• [Data in this exercise]
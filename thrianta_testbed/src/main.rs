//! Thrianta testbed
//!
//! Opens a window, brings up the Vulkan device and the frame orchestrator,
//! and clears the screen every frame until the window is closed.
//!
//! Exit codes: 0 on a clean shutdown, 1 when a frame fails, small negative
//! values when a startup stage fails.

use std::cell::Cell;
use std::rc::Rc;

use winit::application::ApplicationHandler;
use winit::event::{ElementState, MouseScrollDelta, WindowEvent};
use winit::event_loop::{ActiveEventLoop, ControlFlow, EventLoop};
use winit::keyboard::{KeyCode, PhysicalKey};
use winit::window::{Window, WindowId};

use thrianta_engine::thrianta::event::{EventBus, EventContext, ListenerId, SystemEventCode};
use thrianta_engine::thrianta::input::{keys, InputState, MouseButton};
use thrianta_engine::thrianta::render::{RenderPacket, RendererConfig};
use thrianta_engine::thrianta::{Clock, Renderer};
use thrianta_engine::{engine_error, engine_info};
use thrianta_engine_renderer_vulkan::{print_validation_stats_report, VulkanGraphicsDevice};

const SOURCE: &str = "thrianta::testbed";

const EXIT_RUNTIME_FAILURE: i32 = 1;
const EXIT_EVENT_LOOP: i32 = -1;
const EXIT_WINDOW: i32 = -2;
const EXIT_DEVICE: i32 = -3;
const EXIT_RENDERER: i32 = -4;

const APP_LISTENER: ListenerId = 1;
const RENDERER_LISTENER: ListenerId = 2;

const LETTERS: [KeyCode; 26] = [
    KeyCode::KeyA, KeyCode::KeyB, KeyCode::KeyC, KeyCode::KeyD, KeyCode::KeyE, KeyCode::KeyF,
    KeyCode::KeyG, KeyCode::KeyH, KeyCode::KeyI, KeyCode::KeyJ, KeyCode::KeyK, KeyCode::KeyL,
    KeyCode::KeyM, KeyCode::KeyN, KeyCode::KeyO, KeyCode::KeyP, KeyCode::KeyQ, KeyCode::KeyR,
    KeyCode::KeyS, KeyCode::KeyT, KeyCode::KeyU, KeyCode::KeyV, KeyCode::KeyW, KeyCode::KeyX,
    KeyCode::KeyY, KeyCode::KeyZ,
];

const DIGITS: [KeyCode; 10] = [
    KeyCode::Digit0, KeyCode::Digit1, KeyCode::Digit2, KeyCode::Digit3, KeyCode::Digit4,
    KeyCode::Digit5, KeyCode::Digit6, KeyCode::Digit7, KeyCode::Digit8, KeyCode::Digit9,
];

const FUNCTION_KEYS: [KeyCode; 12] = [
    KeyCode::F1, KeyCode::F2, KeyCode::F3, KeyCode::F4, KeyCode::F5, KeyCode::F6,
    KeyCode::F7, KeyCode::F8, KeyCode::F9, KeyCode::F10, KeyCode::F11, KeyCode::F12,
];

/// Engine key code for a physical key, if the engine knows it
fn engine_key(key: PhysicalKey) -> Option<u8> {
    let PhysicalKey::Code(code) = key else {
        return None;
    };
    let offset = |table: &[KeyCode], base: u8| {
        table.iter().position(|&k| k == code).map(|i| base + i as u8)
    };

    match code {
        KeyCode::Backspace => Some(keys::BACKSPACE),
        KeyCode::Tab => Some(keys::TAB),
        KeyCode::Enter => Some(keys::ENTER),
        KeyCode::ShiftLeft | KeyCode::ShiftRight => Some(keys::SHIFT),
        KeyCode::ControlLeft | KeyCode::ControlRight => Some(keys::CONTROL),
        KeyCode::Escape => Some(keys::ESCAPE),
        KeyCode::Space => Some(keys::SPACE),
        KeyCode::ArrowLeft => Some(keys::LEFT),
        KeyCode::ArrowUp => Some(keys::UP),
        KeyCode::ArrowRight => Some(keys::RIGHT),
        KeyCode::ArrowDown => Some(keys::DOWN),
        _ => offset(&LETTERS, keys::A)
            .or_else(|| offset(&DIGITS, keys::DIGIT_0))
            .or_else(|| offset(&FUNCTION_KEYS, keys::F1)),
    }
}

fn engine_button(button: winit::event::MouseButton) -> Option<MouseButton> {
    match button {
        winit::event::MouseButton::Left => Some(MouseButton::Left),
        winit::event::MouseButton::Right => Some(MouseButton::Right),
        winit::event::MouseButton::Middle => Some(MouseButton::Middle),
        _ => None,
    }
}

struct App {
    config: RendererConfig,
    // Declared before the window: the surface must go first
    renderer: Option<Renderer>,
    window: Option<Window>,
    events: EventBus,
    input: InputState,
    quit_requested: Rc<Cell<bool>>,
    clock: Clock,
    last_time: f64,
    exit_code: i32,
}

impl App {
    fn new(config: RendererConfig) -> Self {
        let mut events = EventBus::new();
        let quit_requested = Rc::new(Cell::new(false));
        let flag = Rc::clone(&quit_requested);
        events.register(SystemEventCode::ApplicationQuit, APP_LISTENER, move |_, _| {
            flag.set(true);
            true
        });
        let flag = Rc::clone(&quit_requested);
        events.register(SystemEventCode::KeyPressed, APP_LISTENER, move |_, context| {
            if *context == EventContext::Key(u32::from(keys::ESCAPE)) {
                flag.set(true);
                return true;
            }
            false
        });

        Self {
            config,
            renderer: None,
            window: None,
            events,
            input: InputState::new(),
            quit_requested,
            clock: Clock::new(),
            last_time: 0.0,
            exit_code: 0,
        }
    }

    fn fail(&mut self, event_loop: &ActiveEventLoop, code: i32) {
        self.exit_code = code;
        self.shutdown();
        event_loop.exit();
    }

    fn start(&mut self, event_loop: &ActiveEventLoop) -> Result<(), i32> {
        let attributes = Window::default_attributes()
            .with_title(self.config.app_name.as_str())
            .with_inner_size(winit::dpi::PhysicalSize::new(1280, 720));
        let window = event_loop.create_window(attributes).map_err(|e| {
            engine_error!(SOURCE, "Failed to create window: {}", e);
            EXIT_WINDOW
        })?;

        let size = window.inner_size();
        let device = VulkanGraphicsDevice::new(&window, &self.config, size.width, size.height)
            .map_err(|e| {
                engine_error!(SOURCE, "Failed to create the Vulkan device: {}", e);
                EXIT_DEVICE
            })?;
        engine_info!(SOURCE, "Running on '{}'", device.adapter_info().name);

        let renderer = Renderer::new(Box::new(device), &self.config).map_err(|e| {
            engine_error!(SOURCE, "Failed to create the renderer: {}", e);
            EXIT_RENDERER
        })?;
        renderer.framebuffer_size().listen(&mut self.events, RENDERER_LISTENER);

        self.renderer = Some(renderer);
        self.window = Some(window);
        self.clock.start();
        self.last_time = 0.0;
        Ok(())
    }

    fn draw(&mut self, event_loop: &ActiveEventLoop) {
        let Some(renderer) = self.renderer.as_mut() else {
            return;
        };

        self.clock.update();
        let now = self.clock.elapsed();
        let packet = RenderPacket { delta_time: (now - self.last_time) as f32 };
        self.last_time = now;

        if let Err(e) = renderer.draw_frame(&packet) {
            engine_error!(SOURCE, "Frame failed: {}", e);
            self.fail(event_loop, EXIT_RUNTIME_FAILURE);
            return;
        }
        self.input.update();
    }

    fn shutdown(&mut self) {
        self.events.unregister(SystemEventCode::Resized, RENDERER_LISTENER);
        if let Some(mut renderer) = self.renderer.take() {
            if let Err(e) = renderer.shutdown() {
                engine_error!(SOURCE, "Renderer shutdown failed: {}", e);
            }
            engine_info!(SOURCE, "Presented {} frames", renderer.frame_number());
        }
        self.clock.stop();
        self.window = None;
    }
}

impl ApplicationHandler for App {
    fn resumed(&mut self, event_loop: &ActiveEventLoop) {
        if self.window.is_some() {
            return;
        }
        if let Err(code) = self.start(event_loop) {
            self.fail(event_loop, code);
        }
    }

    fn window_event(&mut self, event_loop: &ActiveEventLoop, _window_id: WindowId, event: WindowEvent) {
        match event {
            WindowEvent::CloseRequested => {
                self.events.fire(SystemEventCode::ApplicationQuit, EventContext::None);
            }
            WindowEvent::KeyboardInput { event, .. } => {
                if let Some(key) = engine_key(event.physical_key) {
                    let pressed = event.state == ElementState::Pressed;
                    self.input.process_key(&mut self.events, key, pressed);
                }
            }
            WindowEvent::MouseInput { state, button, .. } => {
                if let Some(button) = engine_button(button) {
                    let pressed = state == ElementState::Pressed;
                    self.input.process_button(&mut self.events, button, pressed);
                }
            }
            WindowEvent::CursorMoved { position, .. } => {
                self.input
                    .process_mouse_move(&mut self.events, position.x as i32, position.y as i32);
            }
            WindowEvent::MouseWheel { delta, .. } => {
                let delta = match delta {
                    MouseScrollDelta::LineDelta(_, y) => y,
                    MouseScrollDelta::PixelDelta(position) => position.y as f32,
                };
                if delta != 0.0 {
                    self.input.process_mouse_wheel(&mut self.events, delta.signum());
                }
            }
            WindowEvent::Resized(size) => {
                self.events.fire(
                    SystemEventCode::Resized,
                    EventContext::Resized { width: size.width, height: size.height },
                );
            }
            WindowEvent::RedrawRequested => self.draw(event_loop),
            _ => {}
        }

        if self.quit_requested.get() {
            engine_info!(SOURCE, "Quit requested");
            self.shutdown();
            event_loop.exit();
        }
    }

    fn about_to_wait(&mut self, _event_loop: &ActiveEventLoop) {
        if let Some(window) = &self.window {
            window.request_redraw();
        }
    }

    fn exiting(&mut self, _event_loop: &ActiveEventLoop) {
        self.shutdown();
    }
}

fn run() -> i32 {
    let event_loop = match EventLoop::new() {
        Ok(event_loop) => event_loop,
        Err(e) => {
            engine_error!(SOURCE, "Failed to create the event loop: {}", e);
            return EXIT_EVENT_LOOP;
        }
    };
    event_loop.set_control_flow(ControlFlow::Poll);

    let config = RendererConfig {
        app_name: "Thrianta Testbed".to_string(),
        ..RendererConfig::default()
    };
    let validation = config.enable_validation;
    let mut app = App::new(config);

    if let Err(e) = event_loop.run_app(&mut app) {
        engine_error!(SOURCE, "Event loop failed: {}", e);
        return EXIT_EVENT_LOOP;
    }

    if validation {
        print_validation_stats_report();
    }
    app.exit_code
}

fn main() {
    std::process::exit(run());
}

• [Task item] The answer should be only the number of lines in the data that contain the string "None".

• [Exercise result] 6